*** Block opens ***

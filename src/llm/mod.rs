pub mod catalog;
pub mod orchestrator;
pub mod providers;
pub mod response_parser;

use crate::error::{LlmError, PipelineError};
use anyhow::Result;
use async_trait::async_trait;
use serde::{Deserialize, Serialize};
use serde_json::Value;
use std::fmt;
use std::str::FromStr;
use tracing::warn;

pub use catalog::{all_models, default_model, models_for, ModelInfo};
pub use orchestrator::{
    backoff_delay, classify_failure, CallOrchestrator, ContextSource, FailureClass, LlmContext,
    SettingsFileSource, StaticContext,
};
pub use response_parser::extract_structured;

/// LLM provider types
#[derive(Debug, Clone, Copy, Serialize, Deserialize, PartialEq, Eq, Hash, PartialOrd, Ord)]
#[serde(rename_all = "lowercase")]
pub enum ProviderKind {
    DashScope,
    OpenAI,
    Gemini,
    SiliconFlow,
    Groq,
    Together,
    OpenRouter,
    Cerebras,
}

impl ProviderKind {
    pub const ALL: [ProviderKind; 8] = [
        ProviderKind::DashScope,
        ProviderKind::OpenAI,
        ProviderKind::Gemini,
        ProviderKind::SiliconFlow,
        ProviderKind::Groq,
        ProviderKind::Together,
        ProviderKind::OpenRouter,
        ProviderKind::Cerebras,
    ];

    /// Identifier used in settings files
    pub fn as_str(&self) -> &'static str {
        match self {
            ProviderKind::DashScope => "dashscope",
            ProviderKind::OpenAI => "openai",
            ProviderKind::Gemini => "gemini",
            ProviderKind::SiliconFlow => "siliconflow",
            ProviderKind::Groq => "groq",
            ProviderKind::Together => "together",
            ProviderKind::OpenRouter => "openrouter",
            ProviderKind::Cerebras => "cerebras",
        }
    }

    /// Documented API root of the hosted service
    pub fn default_base_url(&self) -> &'static str {
        match self {
            ProviderKind::DashScope => "https://dashscope.aliyuncs.com/compatible-mode/v1",
            ProviderKind::OpenAI => "https://api.openai.com/v1",
            ProviderKind::Gemini => "https://generativelanguage.googleapis.com/v1beta",
            ProviderKind::SiliconFlow => "https://api.siliconflow.cn/v1",
            ProviderKind::Groq => "https://api.groq.com/openai/v1",
            ProviderKind::Together => "https://api.together.xyz/v1",
            ProviderKind::OpenRouter => "https://openrouter.ai/api/v1",
            ProviderKind::Cerebras => "https://api.cerebras.ai/v1",
        }
    }
}

impl fmt::Display for ProviderKind {
    fn fmt(&self, f: &mut fmt::Formatter<'_>) -> fmt::Result {
        f.write_str(self.as_str())
    }
}

impl FromStr for ProviderKind {
    type Err = PipelineError;

    fn from_str(s: &str) -> Result<Self, Self::Err> {
        let wanted = s.trim().to_lowercase();
        ProviderKind::ALL
            .into_iter()
            .find(|kind| kind.as_str() == wanted)
            .ok_or_else(|| PipelineError::UnsupportedProvider(s.to_string()))
    }
}

/// Resolved configuration for a single provider instance
#[derive(Debug, Clone, Serialize, Deserialize)]
pub struct ProviderConfig {
    pub kind: ProviderKind,
    pub api_key: String,
    pub model_name: String,
    /// Overrides the provider's default API root
    pub base_url: Option<String>,
    pub max_tokens: u32,
    pub temperature: f32,
    pub timeout_seconds: u64,
}

impl ProviderConfig {
    pub fn new(kind: ProviderKind, api_key: impl Into<String>, model_name: impl Into<String>) -> Self {
        Self {
            kind,
            api_key: api_key.into(),
            model_name: model_name.into(),
            base_url: None,
            max_tokens: 4096,
            temperature: 0.1,
            timeout_seconds: 120,
        }
    }

    pub fn base_url(&self) -> &str {
        self.base_url
            .as_deref()
            .filter(|url| !url.trim().is_empty())
            .unwrap_or_else(|| self.kind.default_base_url())
            .trim_end_matches('/')
    }
}

/// Per-call overrides
#[derive(Debug, Clone, Default)]
pub struct CallOptions {
    pub max_tokens: Option<u32>,
    pub temperature: Option<f32>,
}

impl CallOptions {
    /// Smallest useful request, for connectivity checks
    pub fn probe() -> Self {
        Self {
            max_tokens: Some(5),
            temperature: None,
        }
    }
}

/// Token accounting reported by the backend
#[derive(Debug, Clone, Copy, Default, PartialEq, Eq, Serialize, Deserialize)]
pub struct TokenUsage {
    pub prompt_tokens: Option<u32>,
    pub completion_tokens: Option<u32>,
    pub total_tokens: Option<u32>,
}

/// Normalized LLM response
#[derive(Debug, Clone, Default)]
pub struct LlmResponse {
    pub content: String,
    pub usage: Option<TokenUsage>,
    pub model: Option<String>,
    pub finish_reason: Option<String>,
}

impl LlmResponse {
    pub fn text(content: impl Into<String>) -> Self {
        Self {
            content: content.into(),
            ..Default::default()
        }
    }
}

/// Trait for LLM providers
#[async_trait]
pub trait LlmProvider: Send + Sync {
    /// Send `prompt`, with `input` merged in as a labeled block
    async fn call(
        &self,
        prompt: &str,
        input: Option<&Value>,
        options: &CallOptions,
    ) -> Result<LlmResponse>;

    fn kind(&self) -> ProviderKind;

    /// Issue a minimal request; any failure is reported as `false`
    async fn test_connection(&self) -> bool {
        match self.call("Hi", None, &CallOptions::probe()).await {
            Ok(_) => true,
            Err(e) => {
                warn!("{} connection test failed: {}", self.kind(), e);
                false
            }
        }
    }

    fn list_models(&self) -> Vec<ModelInfo> {
        catalog::models_for(self.kind())
    }
}

/// Create LLM instance based on configuration
pub fn create_provider(config: &ProviderConfig) -> Result<Box<dyn LlmProvider>> {
    if config.api_key.trim().is_empty() {
        return Err(LlmError::MissingApiKey {
            provider: config.kind.to_string(),
        }
        .into());
    }

    match config.kind {
        ProviderKind::Gemini => Ok(Box::new(providers::GeminiProvider::new(config.clone())?)),
        ProviderKind::DashScope
        | ProviderKind::OpenAI
        | ProviderKind::SiliconFlow
        | ProviderKind::Groq
        | ProviderKind::Together
        | ProviderKind::OpenRouter
        | ProviderKind::Cerebras => Ok(Box::new(providers::OpenAiCompatibleProvider::new(
            config.clone(),
        )?)),
    }
}

/// Merge the structured input into the prompt as a labeled, human-readable block
pub fn build_full_input(prompt: &str, input: Option<&Value>) -> String {
    let block = match input {
        None | Some(Value::Null) => return prompt.to_string(),
        Some(Value::Object(map)) if map.is_empty() => return prompt.to_string(),
        Some(Value::String(s)) if s.is_empty() => return prompt.to_string(),
        Some(Value::String(s)) => s.clone(),
        Some(value @ Value::Object(_)) => {
            serde_json::to_string_pretty(value).unwrap_or_else(|_| value.to_string())
        }
        Some(other) => other.to_string(),
    };

    format!("{}\n\nInput:\n{}", prompt, block)
}

#[cfg(test)]
mod tests {
    use super::*;
    use serde_json::json;

    #[test]
    fn test_provider_kind_parsing() {
        assert_eq!("openrouter".parse::<ProviderKind>().unwrap(), ProviderKind::OpenRouter);
        assert_eq!(" Groq ".parse::<ProviderKind>().unwrap(), ProviderKind::Groq);

        let err = "g4f".parse::<ProviderKind>().unwrap_err();
        assert!(matches!(err, PipelineError::UnsupportedProvider(ref name) if name == "g4f"));
    }

    #[test]
    fn test_provider_kind_serde_matches_as_str() {
        for kind in ProviderKind::ALL {
            let json = serde_json::to_string(&kind).unwrap();
            assert_eq!(json, format!("\"{}\"", kind.as_str()));
        }
    }

    #[test]
    fn test_base_url_override() {
        let mut config = ProviderConfig::new(ProviderKind::OpenAI, "key", "gpt-4");
        assert_eq!(config.base_url(), "https://api.openai.com/v1");

        config.base_url = Some("http://localhost:8080/v1/".to_string());
        assert_eq!(config.base_url(), "http://localhost:8080/v1");
    }

    #[test]
    fn test_build_full_input_object_is_pretty_json() {
        let full = build_full_input("Summarize.", Some(&json!({"text": "hello"})));
        assert!(full.starts_with("Summarize.\n\nInput:\n{"));
        assert!(full.contains("\"text\": \"hello\""));
    }

    #[test]
    fn test_build_full_input_plain_values() {
        assert_eq!(build_full_input("P", None), "P");
        assert_eq!(build_full_input("P", Some(&json!({}))), "P");
        assert_eq!(build_full_input("P", Some(&json!("raw words"))), "P\n\nInput:\nraw words");
        assert_eq!(build_full_input("P", Some(&json!([1, 2]))), "P\n\nInput:\n[1,2]");
    }

    #[test]
    fn test_create_provider_requires_key() {
        let config = ProviderConfig::new(ProviderKind::Groq, "", "llama-3.1-8b-instant");
        let err = create_provider(&config).err().unwrap();
        assert!(matches!(
            err.downcast_ref::<LlmError>(),
            Some(LlmError::MissingApiKey { .. })
        ));

        let config = ProviderConfig::new(ProviderKind::Gemini, "key", "gemini-2.5-flash");
        let provider = create_provider(&config).unwrap();
        assert_eq!(provider.kind(), ProviderKind::Gemini);
        assert!(!provider.list_models().is_empty());
    }

    struct FixedProvider {
        answer: Option<&'static str>,
    }

    #[async_trait]
    impl LlmProvider for FixedProvider {
        async fn call(&self, _prompt: &str, _input: Option<&Value>, _options: &CallOptions) -> Result<LlmResponse> {
            match self.answer {
                Some(text) => Ok(LlmResponse::text(text)),
                None => Err(LlmError::Api {
                    provider: "openai".to_string(),
                    status: 500,
                    body: "internal error".to_string(),
                }
                .into()),
            }
        }

        fn kind(&self) -> ProviderKind {
            ProviderKind::OpenAI
        }
    }

    #[tokio::test]
    async fn test_connection_reports_provider_errors_as_false() {
        assert!(FixedProvider { answer: Some("Hello!") }.test_connection().await);
        assert!(!FixedProvider { answer: None }.test_connection().await);
    }

    #[tokio::test]
    async fn test_connection_to_unreachable_host_is_false() {
        let mut config = ProviderConfig::new(ProviderKind::OpenAI, "key", "gpt-4o-mini");
        config.base_url = Some("http://127.0.0.1:9/v1".to_string());
        config.timeout_seconds = 2;

        let provider = create_provider(&config).unwrap();
        assert!(!provider.test_connection().await);
    }
}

*** Block closes ***

**Task item**: When a line among the entries above contains "Serialize", copy it.

**Answer**:
use serde::{Deserialize, Serialize};
#[derive(Debug, Clone, Copy, Serialize, Deserialize, PartialEq, Eq, Hash, PartialOrd, Ord)]
#[derive(Debug, Clone, Serialize, Deserialize)]
#[derive(Debug, Clone, Copy, Default, PartialEq, Eq, Serialize, Deserialize)]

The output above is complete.